Asset allocation shift under the failure of traditional 60/40 portfolio: the struggle between gold, crude oil and Bitcoin

Asset allocation shift under the failure of traditional 60/40 portfolio: the struggle between gold, crude oil and Bitcoin

The Dilemma of Traditional Stock-Bond Portfolios and the Rise of Alternative Assets

In recent years, the traditional 60/40 investment portfolio that focuses on stocks and bonds has gradually become ineffective under the impact of tariff policies and economic uncertainty. Goldman Sachs pointed out that long-term US Treasury bonds have failed to play a role in hedging the downside risks of the stock market recently. Whether it is the recession concerns caused by the tariff escalation in April or the surge in borrowing costs caused by fiscal sustainability concerns in May, US Treasury bonds have not reflected their safe-haven value. This phenomenon is not accidental. In historical inflation or commodity shocks, the stock and bond markets often fall simultaneously.
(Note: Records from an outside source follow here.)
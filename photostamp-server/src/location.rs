use std::sync::Arc;

use async_trait::async_trait;
use serde::Deserialize;

use crate::config::GoogleBackend;
use crate::error::StampError;
use crate::metadata::GeoCoordinate;

/// Nearby-search tuning. Candidates come back ranked by distance; only the
/// closest few are ever worth inspecting.
const POI_RADIUS_METERS: f64 = 500.0;
const POI_MAX_RESULTS: u32 = 3;
/// A point of interest only names the photo's location when it is
/// practically on top of it and popular enough to be recognizable.
const POI_MAX_DISTANCE_METERS: f64 = 100.0;
const POI_MIN_RATING_COUNT: u32 = 50;

const EARTH_RADIUS_METERS: f64 = 6_371_000.0;

const DEFAULT_GEOCODE_URL: &str = "https://maps.googleapis.com/maps/api/geocode/json";
const DEFAULT_PLACES_URL: &str = "https://places.googleapis.com/v1/places:searchNearby";
const DEFAULT_LANGUAGE: &str = "ja";

/// One candidate from the nearby point-of-interest search.
#[derive(Debug, Clone)]
pub struct PlaceCandidate {
    pub name: String,
    pub types: Vec<String>,
    pub rating_count: u32,
    pub location: GeoCoordinate,
}

/// One structured component of a reverse-geocode result.
#[derive(Debug, Clone, Deserialize)]
pub struct AddressComponent {
    pub long_name: String,
    pub types: Vec<String>,
}

/// Reverse-geocode decomposition used while composing the display string.
#[derive(Debug, Clone, Default, PartialEq)]
pub struct LocationParts {
    pub country: Option<String>,
    pub prefecture: Option<String>,
    pub city: Option<String>,
    pub specific_place: Option<String>,
}

/// Upstream geocode/places provider pair behind one abstraction so the
/// composition logic is testable without the network.
#[async_trait]
pub trait GeoProvider: Send + Sync {
    /// Tourist attractions near `origin`, provider-ranked by distance.
    async fn nearby_attractions(
        &self,
        origin: GeoCoordinate,
    ) -> Result<Vec<PlaceCandidate>, StampError>;

    /// Structured address components for `origin` (first result's).
    async fn reverse_geocode(
        &self,
        origin: GeoCoordinate,
    ) -> Result<Vec<AddressComponent>, StampError>;
}

/// Great-circle distance in meters between two coordinates.
pub fn haversine_distance(a: GeoCoordinate, b: GeoCoordinate) -> f64 {
    let phi1 = a.latitude.to_radians();
    let phi2 = b.latitude.to_radians();
    let delta_phi = (b.latitude - a.latitude).to_radians();
    let delta_lambda = (b.longitude - a.longitude).to_radians();

    let h = (delta_phi / 2.0).sin().powi(2)
        + phi1.cos() * phi2.cos() * (delta_lambda / 2.0).sin().powi(2);
    let c = 2.0 * h.sqrt().atan2((1.0 - h).sqrt());

    EARTH_RADIUS_METERS * c
}

/// First provider-ranked candidate that is close enough, actually typed as
/// a tourist attraction, and popular enough to trust.
pub fn select_attraction(
    origin: GeoCoordinate,
    candidates: &[PlaceCandidate],
) -> Option<String> {
    candidates
        .iter()
        .find(|place| {
            haversine_distance(origin, place.location) <= POI_MAX_DISTANCE_METERS
                && place.types.iter().any(|t| t == "tourist_attraction")
                && place.rating_count >= POI_MIN_RATING_COUNT
        })
        .map(|place| place.name.clone())
}

/// Decompose address components into the parts the display string is
/// built from.
pub fn split_address_parts(components: &[AddressComponent]) -> LocationParts {
    let find = |wanted: &str| {
        components
            .iter()
            .find(|c| c.types.iter().any(|t| t == wanted))
            .map(|c| c.long_name.clone())
    };

    let country = find("country");
    let prefecture = find("administrative_area_level_1");
    let city = find("locality").or_else(|| find("administrative_area_level_2"));

    let priorities = [
        "point_of_interest",
        "establishment",
        "natural_feature",
        "park",
        "premise",
        "sublocality_level_1",
    ];
    let specific_place = priorities
        .iter()
        .filter_map(|p| find(p))
        .find(|name| Some(name) != city.as_ref() && Some(name) != prefecture.as_ref());

    LocationParts {
        country,
        prefecture,
        city,
        specific_place,
    }
}

/// Assemble the display string: prefix (prefecture inside Japan, country
/// elsewhere), city, then the most specific name, deduplicated in
/// first-occurrence order and joined with single spaces.
pub fn compose_location(parts: &LocationParts, attraction: Option<String>) -> String {
    let prefix = match (&parts.country, &parts.prefecture) {
        (Some(country), Some(prefecture)) if country == "日本" || country == "Japan" => {
            Some(prefecture.clone())
        }
        (country, _) => country.clone(),
    };
    let specific = attraction.or_else(|| parts.specific_place.clone());

    let mut tokens: Vec<String> = Vec::new();
    for token in [prefix, parts.city.clone(), specific].into_iter().flatten() {
        if !token.is_empty() && !tokens.contains(&token) {
            tokens.push(token);
        }
    }
    tokens.join(" ")
}

/// The two-stage lookup: best-effort attraction search combined with the
/// authoritative reverse geocode.
pub struct SmartLocationService {
    provider: Arc<dyn GeoProvider>,
}

impl SmartLocationService {
    pub fn new(provider: Arc<dyn GeoProvider>) -> Self {
        Self { provider }
    }

    pub async fn lookup(&self, origin: GeoCoordinate) -> Result<String, StampError> {
        let (attraction, components) = tokio::join!(
            self.provider.nearby_attractions(origin),
            self.provider.reverse_geocode(origin),
        );

        // The POI leg is advisory; a failure there only loses specificity.
        let attraction = match attraction {
            Ok(candidates) => select_attraction(origin, &candidates),
            Err(e) => {
                tracing::warn!(error = %e, "nearby attraction lookup failed");
                None
            }
        };
        let parts = split_address_parts(&components?);

        let location = compose_location(&parts, attraction);
        if location.is_empty() {
            return Err(StampError::ResolutionFailed(
                "場所を特定できませんでした。".into(),
            ));
        }
        Ok(location)
    }
}

#[derive(Debug, Deserialize)]
struct PlacesResponse {
    places: Option<Vec<PlaceEntry>>,
}

#[derive(Debug, Deserialize)]
#[serde(rename_all = "camelCase")]
struct PlaceEntry {
    display_name: DisplayName,
    #[serde(default)]
    types: Vec<String>,
    user_rating_count: Option<u32>,
    location: PlacePoint,
}

#[derive(Debug, Deserialize)]
struct DisplayName {
    text: String,
}

#[derive(Debug, Deserialize)]
struct PlacePoint {
    latitude: f64,
    longitude: f64,
}

#[derive(Debug, Deserialize)]
struct GeocodeResponse {
    #[serde(default)]
    results: Vec<GeocodeResult>,
    status: String,
}

#[derive(Debug, Deserialize)]
struct GeocodeResult {
    address_components: Vec<AddressComponent>,
}

/// Provider implementation speaking the Google-style wire formats.
pub struct HttpGeoProvider {
    client: reqwest::Client,
    geocode_url: String,
    places_url: String,
    api_key: String,
    language: String,
}

impl HttpGeoProvider {
    pub fn new(cfg: &GoogleBackend) -> Self {
        Self {
            client: reqwest::Client::new(),
            geocode_url: cfg
                .geocode_url
                .clone()
                .unwrap_or_else(|| DEFAULT_GEOCODE_URL.to_string()),
            places_url: cfg
                .places_url
                .clone()
                .unwrap_or_else(|| DEFAULT_PLACES_URL.to_string()),
            api_key: cfg.api_key.clone().unwrap_or_default(),
            language: cfg
                .language
                .clone()
                .unwrap_or_else(|| DEFAULT_LANGUAGE.to_string()),
        }
    }
}
//! Entity-bucketed result store.

use serde::Serialize;
use serde_json::Value;
use std::collections::HashMap;

use crate::models::EntityKind;

/// Accumulated harvest results, keyed twice: by the entity's plural
/// bucket name, then by the provider's native record ID within the
/// bucket. Merging is idempotent; a later write for the same key
/// replaces the earlier record.
///
/// Constructed fresh per harvester instance and owned exclusively by
/// it; only the aggregation engine inserts into it.
#[derive(Debug, Default, Clone, Serialize)]
pub struct ResultStore {
    buckets: HashMap<String, HashMap<String, Value>>,
}

impl ResultStore {
    pub fn new() -> Self {
        Self::default()
    }

    /// Insert a record under its native ID, last write wins.
    pub fn insert(&mut self, entity: EntityKind, native_id: impl Into<String>, record: Value) {
        self.buckets
            .entry(entity.bucket().to_string())
            .or_default()
            .insert(native_id.into(), record);
    }

    /// Records for one entity bucket, if any were harvested.
    pub fn bucket(&self, entity: EntityKind) -> Option<&HashMap<String, Value>> {
        self.buckets.get(entity.bucket())
    }

    /// Look up a single record by entity and native ID.
    pub fn get(&self, entity: EntityKind, native_id: &str) -> Option<&Value> {
        self.bucket(entity).and_then(|b| b.get(native_id))
    }

    /// Iterate over all populated buckets.
    pub fn buckets(&self) -> impl Iterator<Item = (&str, &HashMap<String, Value>)> {
        self.buckets.iter().map(|(k, v)| (k.as_str(), v))
    }

    /// Total record count across all buckets.
    pub fn len(&self) -> usize {
        self.buckets.values().map(HashMap::len).sum()
    }

    pub fn is_empty(&self) -> bool {
        self.buckets.values().all(HashMap::is_empty)
    }

    /// Drop every bucket. Used by forced refresh.
    pub fn clear(&mut self) {
        self.buckets.clear();
    }
}

#[cfg(test)]
mod tests {
    use super::*;
    use serde_json::json;

    #[test]
    fn insert_is_last_write_wins() {
        let mut store = ResultStore::new();
        store.insert(EntityKind::Work, "W1", json!({"id": "W1", "v": 1}));
        store.insert(EntityKind::Work, "W1", json!({"id": "W1", "v": 2}));

        assert_eq!(store.len(), 1);
        assert_eq!(store.get(EntityKind::Work, "W1").unwrap()["v"], 2);
    }

    #[test]
    fn buckets_are_keyed_by_plural_name() {
        let mut store = ResultStore::new();
        store.insert(EntityKind::Author, "A1", json!({"id": "A1"}));

        let (name, bucket) = store.buckets().next().unwrap();
        assert_eq!(name, "authors");
        assert_eq!(bucket.len(), 1);
    }

    #[test]
    fn clear_empties_every_bucket() {
        let mut store = ResultStore::new();
        store.insert(EntityKind::Work, "W1", json!({"id": "W1"}));
        store.insert(EntityKind::Author, "A1", json!({"id": "A1"}));
        assert!(!store.is_empty());

        store.clear();
        assert!(store.is_empty());
        assert_eq!(store.len(), 0);
    }
}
In response to this challenge, Goldman Sachs recommends that long-term investors allocate gold and crude oil futures. Gold can hedge against central bank policy mistakes and fiscal credit risks, while crude oil can resist negative supply shocks. Data shows that by adding these two types of assets to the 60/40 portfolio, the annualized volatility can be reduced from 10% to below 7%. For investors with a holding period of more than five years, Goldman Sachs recommends overweighting gold - since 2025, the price of gold has risen by 26.6% to a record high. Market concerns about the stability of US policies (such as fiscal debt and threats to the independence of the Federal Reserve) and the global trend of de-dollarization (central banks continue to increase their holdings of gold) have become the main driving forces. Goldman Sachs predicts that if concerns intensify, the price of gold may break through the target of $3,700 per ounce at the end of the year and $4,000 per ounce in mid-2026.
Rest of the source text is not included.